[Problem statement]
Search the data for the word "successfully" and copy out every line that has it.
Segment Start: Data to use
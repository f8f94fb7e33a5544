//! Dense ordering
//!
//! Helpers shared by categories and links. A collection is dense when its
//! `sort` values are exactly `0..n-1`. Both helpers work on a list already
//! sorted ascending and return only the records whose `sort` changed, so
//! callers can persist them in one batch.

use crate::database::{Category, Link};
use crate::error::{AppError, Result};

/// Anything ranked by a `sort` field
pub trait Ranked {
    fn sort(&self) -> usize;
    fn set_sort(&mut self, sort: usize);
}

impl Ranked for Category {
    fn sort(&self) -> usize {
        self.sort
    }

    fn set_sort(&mut self, sort: usize) {
        self.sort = sort;
    }
}

impl Ranked for Link {
    fn sort(&self) -> usize {
        self.sort
    }

    fn set_sort(&mut self, sort: usize) {
        self.sort = sort;
    }
}

/// Move the item at `drag_index` to `hover_index` (remove, then insert).
///
/// Returns the items whose rank changed, with their new rank applied.
/// Equal indices yield no changes.
pub fn reorder<T: Ranked + Clone>(
    items: &[T],
    drag_index: usize,
    hover_index: usize,
) -> Result<Vec<T>> {
    if drag_index >= items.len() || hover_index >= items.len() {
        return Err(AppError::Validation(format!(
            "Reorder index out of range: {} -> {} (len {})",
            drag_index,
            hover_index,
            items.len()
        )));
    }

    if drag_index == hover_index {
        return Ok(Vec::new());
    }

    let mut reordered = items.to_vec();
    let dragged = reordered.remove(drag_index);
    reordered.insert(hover_index, dragged);

    Ok(compact(reordered))
}

/// Re-rank items to their position.
///
/// Idempotent: running it on its own output changes nothing, and any gaps
/// or duplicates left by an interrupted write sequence are closed.
pub fn compact<T: Ranked>(items: impl IntoIterator<Item = T>) -> Vec<T> {
    items
        .into_iter()
        .enumerate()
        .filter_map(|(position, mut item)| {
            if item.sort() == position {
                None
            } else {
                item.set_sort(position);
                Some(item)
            }
        })
        .collect()
}
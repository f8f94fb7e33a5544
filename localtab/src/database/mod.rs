//! Database module
//!
//! This module provides all database functionality including:
//! - Schema and migrations
//! - Model definitions
//! - Repository (storage gateway) over named collections

pub mod models;
pub mod repository;
pub mod schema;

pub use models::*;
pub use repository::{Collection, Record, Repository};
pub use schema::initialize_database;

use crate::error::Result;
use sqlx::sqlite::{SqliteConnectOptions, SqliteJournalMode, SqlitePoolOptions};
use sqlx::SqlitePool;
use std::path::Path;
use std::str::FromStr;
use std::time::Duration;

/// Build connection options shared by migration and application connections.
fn connect_options(db_path: &Path) -> std::result::Result<SqliteConnectOptions, sqlx::Error> {
    SqliteConnectOptions::from_str(&format!("sqlite://{}?mode=rwc", db_path.display())).map(
        |opts| {
            opts.create_if_missing(true)
                .busy_timeout(Duration::from_secs(5))
                .journal_mode(SqliteJournalMode::Wal)
        },
    )
}

/// Create and initialize a database connection pool.
///
/// Migrations run on a dedicated single-connection pool that is closed
/// before the application pool is created, so every pooled connection
/// sees the final schema.
pub async fn create_pool(db_path: &Path) -> Result<SqlitePool> {
    tracing::info!("Creating database connection pool at: {:?}", db_path);

    if let Some(parent) = db_path.parent() {
        std::fs::create_dir_all(parent)?;
    }

    let migration_pool = SqlitePoolOptions::new()
        .max_connections(1)
        .connect_with(connect_options(db_path)?)
        .await?;

    initialize_database(&migration_pool).await?;
    migration_pool.close().await;

    let pool = SqlitePoolOptions::new()
        .max_connections(5)
        .connect_with(connect_options(db_path)?)
        .await?;

    tracing::info!("Database pool created successfully");

    Ok(pool)
}

/// Create an initialized in-memory pool.
///
/// Every SQLite in-memory connection is its own database, so the pool is
/// capped at one connection. Used by tests and throwaway sessions.
pub async fn create_memory_pool() -> Result<SqlitePool> {
    let pool = SqlitePoolOptions::new()
        .max_connections(1)
        .idle_timeout(None)
        .max_lifetime(None)
        .connect("sqlite::memory:")
        .await?;

    initialize_database(&pool).await?;

    Ok(pool)
}
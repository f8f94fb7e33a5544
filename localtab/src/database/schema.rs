//! Database schema and migrations
//!
//! This module handles database initialization and schema migrations.
//! Uses SQLite with WAL mode for better concurrency and crash safety.
//!
//! Migrations are additive only: a version bump may create new collection
//! tables but never drops or alters an existing one.

use crate::error::Result;
use sqlx::{sqlite::SqlitePool, Row};

/// Highest migration version known to this build
pub const SCHEMA_VERSION: i32 = 2;

/// Initialize database with schema
pub async fn initialize_database(pool: &SqlitePool) -> Result<()> {
    tracing::info!("Initializing database schema");

    // Enable WAL mode for better performance and crash safety
    sqlx::query("PRAGMA journal_mode = WAL")
        .execute(pool)
        .await?;

    // Create migrations table
    sqlx::query(
        r#"
        CREATE TABLE IF NOT EXISTS migrations (
            version INTEGER PRIMARY KEY,
            applied_at TEXT NOT NULL DEFAULT CURRENT_TIMESTAMP
        )
        "#,
    )
    .execute(pool)
    .await?;

    let current_version = schema_version(pool).await?;

    tracing::info!("Current database version: {}", current_version);

    apply_migrations(pool, current_version).await?;

    tracing::info!("Database initialization complete");
    Ok(())
}

/// Highest applied migration version (0 for a fresh database)
pub async fn schema_version(pool: &SqlitePool) -> Result<i32> {
    let version: i32 = sqlx::query("SELECT COALESCE(MAX(version), 0) FROM migrations")
        .fetch_one(pool)
        .await?
        .get(0);
    Ok(version)
}

async fn apply_migrations(pool: &SqlitePool, current_version: i32) -> Result<()> {
    let migrations = get_migrations();

    for (version, sql) in migrations {
        if version > current_version {
            tracing::info!("Applying migration version {}", version);

            let mut tx = pool.begin().await?;

            for statement in sql.split(';').filter(|s| !s.trim().is_empty()) {
                sqlx::query(statement).execute(&mut *tx).await?;
            }

            sqlx::query("INSERT INTO migrations (version) VALUES (?)")
                .bind(version)
                .execute(&mut *tx)
                .await?;

            tx.commit().await?;

            tracing::info!("Migration version {} applied successfully", version);
        }
    }

    Ok(())
}

fn get_migrations() -> Vec<(i32, &'static str)> {
    vec![
        (1, include_str!("migrations/001_initial_schema.sql")),
        (2, include_str!("migrations/002_link_group.sql")),
    ]
}
//! Database models
//!
//! Rust structs representing stored entities.
//! All models use serde with camelCase field names, which is both the
//! on-disk JSON encoding and the export file format.

use serde::{Deserialize, Serialize};
use uuid::Uuid;

use super::repository::Record;

/// Kind of entry shown inside a category
#[derive(Debug, Clone, Copy, PartialEq, Eq, Default, Serialize, Deserialize)]
#[serde(rename_all = "SCREAMING_SNAKE_CASE")]
pub enum LinkType {
    #[default]
    Link,
    LinkGroup,
}

/// Search engine used by the search box
#[derive(Debug, Clone, Copy, PartialEq, Eq, Hash, Default, Serialize, Deserialize)]
#[serde(rename_all = "UPPERCASE")]
pub enum SearchEngine {
    #[default]
    Google,
    Bing,
    Baidu,
    DuckDuckGo,
}

/// A top-level tab of the dashboard
#[derive(Debug, Clone, PartialEq, Eq, Serialize, Deserialize)]
#[serde(rename_all = "camelCase")]
pub struct Category {
    pub id: String,
    pub name: String,
    pub icon: String,
    /// Dense rank over all categories
    pub sort: usize,
}

/// A quick link owned by a category
#[derive(Debug, Clone, PartialEq, Eq, Serialize, Deserialize)]
#[serde(rename_all = "camelCase")]
pub struct Link {
    pub id: String,
    #[serde(rename = "type", default)]
    pub link_type: LinkType,
    pub title: String,
    #[serde(default)]
    pub description: String,
    #[serde(default)]
    pub url: String,
    #[serde(default)]
    pub icon: String,
    /// Weak reference to the owning category
    pub parent_id: String,
    /// Dense rank among links sharing `parent_id`
    pub sort: usize,
}

/// A named group of links (reserved; only created, listed and deleted)
#[derive(Debug, Clone, PartialEq, Eq, Serialize, Deserialize)]
#[serde(rename_all = "camelCase")]
pub struct LinkGroup {
    pub id: String,
    #[serde(rename = "type", default = "link_group_type")]
    pub link_type: LinkType,
    pub name: String,
    pub sort: usize,
    #[serde(default)]
    pub description: String,
    pub parent_id: String,
}

fn link_group_type() -> LinkType {
    LinkType::LinkGroup
}

/// Background image record stored under a fixed system key.
///
/// The bytes live in the blob store under `blob_hash`.
#[derive(Debug, Clone, PartialEq, Eq, Serialize, Deserialize)]
#[serde(rename_all = "camelCase")]
pub struct BackgroundImage {
    /// Minted on every save so readers can skip unchanged reloads
    pub id: String,
    pub blob_hash: String,
    pub mime_type: String,
    pub size: u64,
}

/// A category together with its links, ascending by `sort`
#[derive(Debug, Clone, PartialEq, Eq, Serialize)]
pub struct CategoryInfo {
    #[serde(flatten)]
    pub category: Category,
    pub links: Vec<Link>,
}

/// Partial update of a category
#[derive(Debug, Clone, Default, Deserialize)]
pub struct CategoryPatch {
    pub name: Option<String>,
    pub icon: Option<String>,
    pub sort: Option<usize>,
}

impl CategoryPatch {
    /// Overlay the present fields onto `existing`
    pub fn apply(self, existing: Category) -> Category {
        Category {
            id: existing.id,
            name: self.name.unwrap_or(existing.name),
            icon: self.icon.unwrap_or(existing.icon),
            sort: self.sort.unwrap_or(existing.sort),
        }
    }
}

/// Create-or-update request for a link.
///
/// Each field resolves as: explicit value, then the existing record's
/// value, then the type default (empty string, `LinkType::Link`).
#[derive(Debug, Clone, Default, Deserialize)]
#[serde(rename_all = "camelCase")]
pub struct LinkDraft {
    pub id: Option<String>,
    #[serde(rename = "type")]
    pub link_type: Option<LinkType>,
    pub title: Option<String>,
    pub description: Option<String>,
    pub url: Option<String>,
    pub icon: Option<String>,
    pub parent_id: Option<String>,
    pub sort: Option<usize>,
}

impl LinkDraft {
    /// Parent the merged link will belong to
    pub fn resolved_parent_id(&self, existing: Option<&Link>) -> String {
        self.parent_id
            .clone()
            .or_else(|| existing.map(|link| link.parent_id.clone()))
            .unwrap_or_default()
    }

    /// Build the full record. `sort` is decided by the caller, who knows the
    /// sibling count; a missing id is minted here.
    pub fn merge(self, existing: Option<&Link>, sort: usize) -> Link {
        let parent_id = self.resolved_parent_id(existing);
        let text = |explicit: Option<String>, current: Option<&String>| {
            explicit.or_else(|| current.cloned()).unwrap_or_default()
        };

        Link {
            id: self
                .id
                .or_else(|| existing.map(|link| link.id.clone()))
                .unwrap_or_else(|| Uuid::new_v4().to_string()),
            link_type: self
                .link_type
                .or_else(|| existing.map(|link| link.link_type))
                .unwrap_or_default(),
            title: text(self.title, existing.map(|link| &link.title)),
            description: text(self.description, existing.map(|link| &link.description)),
            url: text(self.url, existing.map(|link| &link.url)),
            icon: text(self.icon, existing.map(|link| &link.icon)),
            parent_id,
            sort,
        }
    }
}

impl Record for Category {
    fn key(&self) -> &str {
        &self.id
    }
}

impl Record for Link {
    fn key(&self) -> &str {
        &self.id
    }
}

impl Record for LinkGroup {
    fn key(&self) -> &str {
        &self.id
    }
}

#[cfg(test)]
mod tests {
    use super::*;

    fn sample_link() -> Link {
        Link {
            id: "l1".to_string(),
            link_type: LinkType::Link,
            title: "Rust".to_string(),
            description: "lang".to_string(),
            url: "https://www.rust-lang.org".to_string(),
            icon: "globe".to_string(),
            parent_id: "home".to_string(),
            sort: 3,
        }
    }

    #[test]
    fn test_link_json_uses_camel_case_and_type() {
        let json = serde_json::to_value(sample_link()).unwrap();
        assert_eq!(json["parentId"], "home");
        assert_eq!(json["type"], "LINK");
        assert!(json.get("link_type").is_none());
    }

    #[test]
    fn test_search_engine_wire_names() {
        let names: Vec<String> = SearchEngine::ALL
            .iter()
            .map(|e| serde_json::to_string(e).unwrap())
            .collect();
        assert_eq!(names, vec!["\"GOOGLE\"", "\"BING\"", "\"BAIDU\"", "\"DUCKDUCKGO\""]);
    }

    #[test]
    fn test_merge_prefers_explicit_then_existing() {
        let existing = sample_link();
        let draft = LinkDraft {
            id: Some("l1".to_string()),
            title: Some("Rust Lang".to_string()),
            description: Some(String::new()),
            ..Default::default()
        };

        let merged = draft.merge(Some(&existing), existing.sort);

        assert_eq!(merged.title, "Rust Lang");
        // explicit empty string overwrites
        assert_eq!(merged.description, "");
        assert_eq!(merged.url, existing.url);
        assert_eq!(merged.icon, "globe");
        assert_eq!(merged.parent_id, "home");
        assert_eq!(merged.sort, 3);
    }

    #[test]
    fn test_merge_without_existing_uses_defaults() {
        let draft = LinkDraft {
            parent_id: Some("home".to_string()),
            title: Some("X".to_string()),
            ..Default::default()
        };

        let merged = draft.merge(None, 0);

        assert!(!merged.id.is_empty());
        assert_eq!(merged.link_type, LinkType::Link);
        assert_eq!(merged.url, "");
        assert_eq!(merged.description, "");
        assert_eq!(merged.title, "X");
    }

    #[test]
    fn test_category_patch_keeps_unset_fields() {
        let category = Category {
            id: "c".to_string(),
            name: "Work".to_string(),
            icon: "briefcase".to_string(),
            sort: 2,
        };

        let patched = CategoryPatch {
            name: Some("Office".to_string()),
            ..Default::default()
        }
        .apply(category);

        assert_eq!(patched.name, "Office");
        assert_eq!(patched.icon, "briefcase");
        assert_eq!(patched.sort, 2);
    }

    #[test]
    fn test_link_group_type_defaults_when_missing() {
        let group: LinkGroup = serde_json::from_str(
            r#"{"id":"g","name":"Dev","sort":0,"parentId":"home"}"#,
        )
        .unwrap();
        assert_eq!(group.link_type, LinkType::LinkGroup);
        assert_eq!(group.description, "");
    }
}
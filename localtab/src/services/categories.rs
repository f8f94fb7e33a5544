//! Categories service
//!
//! Business logic for dashboard categories: creation with a dense rank,
//! partial updates, reorder, and deletion that keeps at least one
//! category and cascades to the category's links.

use crate::config::{DEFAULT_CATEGORY_ICON, DEFAULT_CATEGORY_ID, DEFAULT_CATEGORY_NAME};
use crate::database::{Category, CategoryPatch, Collection, Repository};
use crate::error::{AppError, Result};
use crate::services::links::LinksService;
use crate::services::ordering;
use tokio::task::JoinHandle;
use uuid::Uuid;

/// Result of a delete request
#[derive(Debug)]
pub enum CategoryDeletion {
    /// The category is gone; its links are being removed in the background
    Deleted(CascadeHandle),
    /// Refused: the last category cannot be deleted
    LastCategory,
}

/// Background removal of a deleted category's links.
///
/// Await [`CascadeHandle::wait`] to observe completion, or drop the handle
/// to let the removal finish on its own.
#[derive(Debug)]
pub struct CascadeHandle {
    category_id: String,
    task: JoinHandle<Result<usize>>,
}

impl CascadeHandle {
    pub fn category_id(&self) -> &str {
        &self.category_id
    }

    /// Wait for the cascade; returns how many links were removed
    pub async fn wait(self) -> Result<usize> {
        match self.task.await {
            Ok(result) => result,
            Err(e) => Err(AppError::Generic(format!(
                "Cascade delete for category {} did not finish: {}",
                self.category_id, e
            ))),
        }
    }
}

/// Service for managing categories
#[derive(Clone)]
pub struct CategoriesService {
    repo: Repository,
    links: LinksService,
}

impl CategoriesService {
    pub fn new(repo: Repository, links: LinksService) -> Self {
        Self { repo, links }
    }

    /// Create the default category on first run
    pub async fn init(&self) -> Result<()> {
        if self.get_category_count().await? == 0 {
            let home = Category {
                id: DEFAULT_CATEGORY_ID.to_string(),
                name: DEFAULT_CATEGORY_NAME.to_string(),
                icon: DEFAULT_CATEGORY_ICON.to_string(),
                sort: 0,
            };
            self.repo.put(Collection::Category, &home).await?;
            tracing::info!("Created default category: {}", home.id);
        }
        Ok(())
    }

    /// Create a category at the end of the list
    pub async fn create_category(&self, name: &str, icon: &str) -> Result<Category> {
        let category = Category {
            id: Uuid::new_v4().to_string(),
            name: name.to_string(),
            icon: icon.to_string(),
            sort: self.get_category_count().await?,
        };

        self.repo.put(Collection::Category, &category).await?;

        tracing::info!("Created category: {} ({})", category.name, category.id);
        Ok(category)
    }

    /// Merge `patch` onto a category; `None` when the id is unknown
    pub async fn update_category(&self, id: &str, patch: CategoryPatch) -> Result<Option<Category>> {
        let Some(existing) = self.get_category(id).await? else {
            tracing::debug!("Update skipped, category not found: {}", id);
            return Ok(None);
        };

        let updated = patch.apply(existing);
        self.repo.put(Collection::Category, &updated).await?;

        tracing::debug!("Updated category: {}", id);
        Ok(Some(updated))
    }

    pub async fn get_category(&self, id: &str) -> Result<Option<Category>> {
        self.repo.get(Collection::Category, id).await
    }

    /// All categories, ascending by `sort`
    pub async fn get_all_categories(&self) -> Result<Vec<Category>> {
        let mut categories: Vec<Category> = self.repo.get_all(Collection::Category).await?;
        categories.sort_by_key(|category| category.sort);
        Ok(categories)
    }

    pub async fn get_category_count(&self) -> Result<usize> {
        self.repo.count(Collection::Category).await
    }

    /// Delete a category, close the rank gap, and cascade to its links.
    ///
    /// The last remaining category is never deleted.
    pub async fn delete_category(&self, id: &str) -> Result<CategoryDeletion> {
        let categories = self.get_all_categories().await?;

        if categories.len() <= 1 {
            tracing::warn!("Refusing to delete the last category: {}", id);
            return Ok(CategoryDeletion::LastCategory);
        }

        let position = categories
            .iter()
            .position(|category| category.id == id)
            .ok_or_else(|| AppError::CategoryNotFound(id.to_string()))?;

        self.repo.delete(Collection::Category, id).await?;

        let mut remaining = categories;
        remaining.remove(position);
        let changed = ordering::compact(remaining);
        self.repo.put_many(Collection::Category, &changed).await?;

        tracing::info!("Deleted category: {}", id);

        let links = self.links.clone();
        let category_id = id.to_string();
        let task = tokio::spawn(async move {
            let result = links.delete_links_by_parent(&category_id).await;
            if let Err(e) = &result {
                tracing::warn!("Cascade delete for category {} failed: {}", category_id, e);
            }
            result
        });

        Ok(CategoryDeletion::Deleted(CascadeHandle {
            category_id: id.to_string(),
            task,
        }))
    }

    /// Drag-and-drop reorder
    pub async fn update_category_order(&self, drag_index: usize, hover_index: usize) -> Result<()> {
        if drag_index == hover_index {
            return Ok(());
        }

        let categories = self.get_all_categories().await?;
        let changed = ordering::reorder(&categories, drag_index, hover_index)?;
        self.repo.put_many(Collection::Category, &changed).await?;

        tracing::debug!(
            "Reordered categories: {} -> {} ({} updated)",
            drag_index,
            hover_index,
            changed.len()
        );
        Ok(())
    }

    /// Rewrite `sort` to `0..n-1`; returns categories rewritten
    pub async fn compact_order(&self) -> Result<usize> {
        let categories = self.get_all_categories().await?;
        let changed = ordering::compact(categories);
        self.repo.put_many(Collection::Category, &changed).await?;

        if !changed.is_empty() {
            tracing::info!("Compacted {} category ranks", changed.len());
        }
        Ok(changed.len())
    }
}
Segment End: Data to use
[Response area]
    tracing::info!("Database pool created successfully");
            tracing::info!("Migration version {} applied successfully", version);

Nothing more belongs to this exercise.